We use profit before corporate selling, general and administrative expenses ("SG&A") as a key measure of segment profitability. We define profit before SG&A expense as revenues less operating costs and depreciation and amortization from operations.
We operate a used oil re-refinery located in Indianapolis, Indiana, through which we recycle used oil into high quality lubricant base oil and byproducts. We supply the base oil to firms that produce and market finished lubricants. Our used oil re-refinery currently has an input capacity of approximately 75 million gallons of used oil feedstock per year when operating at full capacity.
Our selling, general, and administrative expenses include the costs of performing centralized business functions, including sales management at or above the regional level, business management, billing, receivables management, accounting and finance, information technology, environmental health and safety, and legal.

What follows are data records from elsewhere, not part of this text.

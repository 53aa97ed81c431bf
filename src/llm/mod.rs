//! LLM integration for Mail Assist.
//!
//! Supports:
//! - **Gemini**: email summarization and image description
//! - **Mistral**: reply drafting and document summary/chat
//!
//! Uses the rig-core crate for HTTP transport and the `RigAdapter` to bridge
//! rig's `CompletionModel` trait to our `LlmProvider` trait. The
//! purpose-built clients in `generate` hold the prompts and input limits.

pub mod gemini;
pub mod generate;
pub mod mistral;
mod rig_adapter;

pub use gemini::gemini_provider;
pub use generate::{
    DocumentClient, ImageDescriptionClient, ReplyDraftClient, SummarizationClient, truncate_input,
};
pub use mistral::mistral_provider;
pub use rig_adapter::RigAdapter;

use std::sync::Arc;

use async_trait::async_trait;
use serde::{Deserialize, Serialize};

use crate::config::ProviderConfig;
use crate::error::LlmError;

/// Role of a chat message.
#[derive(Debug, Clone, Copy, PartialEq, Eq, Serialize, Deserialize)]
#[serde(rename_all = "lowercase")]
pub enum Role {
    System,
    User,
    Assistant,
}

/// A single chat message.
#[derive(Debug, Clone, PartialEq, Eq, Serialize, Deserialize)]
pub struct ChatMessage {
    pub role: Role,
    pub content: String,
}

impl ChatMessage {
    pub fn system(content: impl Into<String>) -> Self {
        Self {
            role: Role::System,
            content: content.into(),
        }
    }

    pub fn user(content: impl Into<String>) -> Self {
        Self {
            role: Role::User,
            content: content.into(),
        }
    }

    pub fn assistant(content: impl Into<String>) -> Self {
        Self {
            role: Role::Assistant,
            content: content.into(),
        }
    }
}

/// Image formats accepted for inline image input.
#[derive(Debug, Clone, Copy, PartialEq, Eq)]
pub enum ImageMime {
    Jpeg,
    Png,
    Gif,
    Webp,
}

impl ImageMime {
    /// Infer from a file extension. Anything unrecognized is sent as JPEG.
    pub fn from_file_name(name: &str) -> Self {
        let ext = std::path::Path::new(name)
            .extension()
            .and_then(|e| e.to_str())
            .map(str::to_ascii_lowercase);
        match ext.as_deref() {
            Some("png") => Self::Png,
            Some("gif") => Self::Gif,
            Some("webp") => Self::Webp,
            _ => Self::Jpeg,
        }
    }

    pub fn as_str(self) -> &'static str {
        match self {
            Self::Jpeg => "image/jpeg",
            Self::Png => "image/png",
            Self::Gif => "image/gif",
            Self::Webp => "image/webp",
        }
    }
}

/// Base64 image attached to the prompt message.
#[derive(Debug, Clone, PartialEq, Eq)]
pub struct InlineImage {
    pub mime: ImageMime,
    /// Standard base64, no data-URL prefix.
    pub data: String,
}

/// One completion call: a prompt plus sampling parameters.
#[derive(Debug, Clone)]
pub struct CompletionRequest {
    pub messages: Vec<ChatMessage>,
    pub max_tokens: u32,
    pub temperature: f32,
    pub image: Option<InlineImage>,
}

impl CompletionRequest {
    pub fn new(messages: Vec<ChatMessage>) -> Self {
        Self {
            messages,
            max_tokens: 1024,
            temperature: 0.2,
            image: None,
        }
    }

    pub fn with_image(mut self, image: InlineImage) -> Self {
        self.image = Some(image);
        self
    }

    pub fn with_max_tokens(mut self, max_tokens: u32) -> Self {
        self.max_tokens = max_tokens;
        self
    }

    pub fn with_temperature(mut self, temperature: f32) -> Self {
        self.temperature = temperature;
        self
    }
}

/// Plain-text completion.
#[derive(Debug, Clone)]
pub struct CompletionResponse {
    pub content: String,
    pub input_tokens: u32,
    pub output_tokens: u32,
}

/// A generative-text provider. One attempt per call, no retries.
#[async_trait]
pub trait LlmProvider: Send + Sync {
    /// Provider name for logs and errors.
    fn name(&self) -> &str;

    fn model_name(&self) -> &str;

    async fn complete(&self, request: CompletionRequest) -> Result<CompletionResponse, LlmError>;
}

/// Supported LLM backends.
#[derive(Debug, Clone, Copy, PartialEq, Eq)]
pub enum LlmBackend {
    Gemini,
    Mistral,
}

impl LlmBackend {
    fn name(self) -> &'static str {
        match self {
            Self::Gemini => gemini::PROVIDER,
            Self::Mistral => mistral::PROVIDER,
        }
    }
}

/// Stands in for a provider whose API key is not configured.
struct Unconfigured {
    backend: LlmBackend,
    model: String,
}

#[async_trait]
impl LlmProvider for Unconfigured {
    fn name(&self) -> &str {
        self.backend.name()
    }

    fn model_name(&self) -> &str {
        &self.model
    }

    async fn complete(&self, _request: CompletionRequest) -> Result<CompletionResponse, LlmError> {
        Err(LlmError::MissingApiKey {
            provider: self.backend.name().into(),
        })
    }
}

/// Create an LLM provider from configuration.
///
/// A missing API key still yields a provider; every call then fails with
/// `LlmError::MissingApiKey`.
pub fn create_provider(
    backend: LlmBackend,
    config: &ProviderConfig,
) -> Result<Arc<dyn LlmProvider>, LlmError> {
    let Some(api_key) = config.api_key.as_ref() else {
        tracing::debug!(provider = backend.name(), "No API key, provider disabled");
        return Ok(Arc::new(Unconfigured {
            backend,
            model: config.model.clone(),
        }));
    };
    let base_url = config.base_url.as_deref();
    match backend {
        LlmBackend::Gemini => gemini_provider(api_key, &config.model, base_url),
        LlmBackend::Mistral => mistral_provider(api_key, &config.model, base_url),
    }
}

On March 24, 2016, we purchased the assets of Phoenix Environmental. Services, Inc. and Pipeline Video and Cleaning North Corporation (together "Phoenix Environmental"). The purchase price for the acquisition was $2.7 million including $0.3 million placed into escrow, plus contingent consideration of up to $0.3 million based on subsequent business performance.
For further discussion on these acquisitions, see Note 3 in our consolidated financial statements included elsewhere in this document.
Critical Accounting Policies
Critical accounting policies are those that are both important to the accurate portrayal of a company’s financial condition and results and require subjective or complex judgments, often as a result of the need to make estimates about the effect of matters that are inherently uncertain.
In order to prepare financial statements that conform to accounting principles generally accepted in the United States, commonly referred to as GAAP, we make estimates and assumptions that affect the amounts reported in our financial statements and accompanying notes. Certain estimates are particularly sensitive due to their significance to the financial statements and the possibility that future events may be significantly different from our expectations.
There were no material changes in the first three quarters of fiscal 2016 to the information provided under the heading "Critical Accounting Policies" included in our Annual Report on Form 10-K for the fiscal year ended January 2, 2016.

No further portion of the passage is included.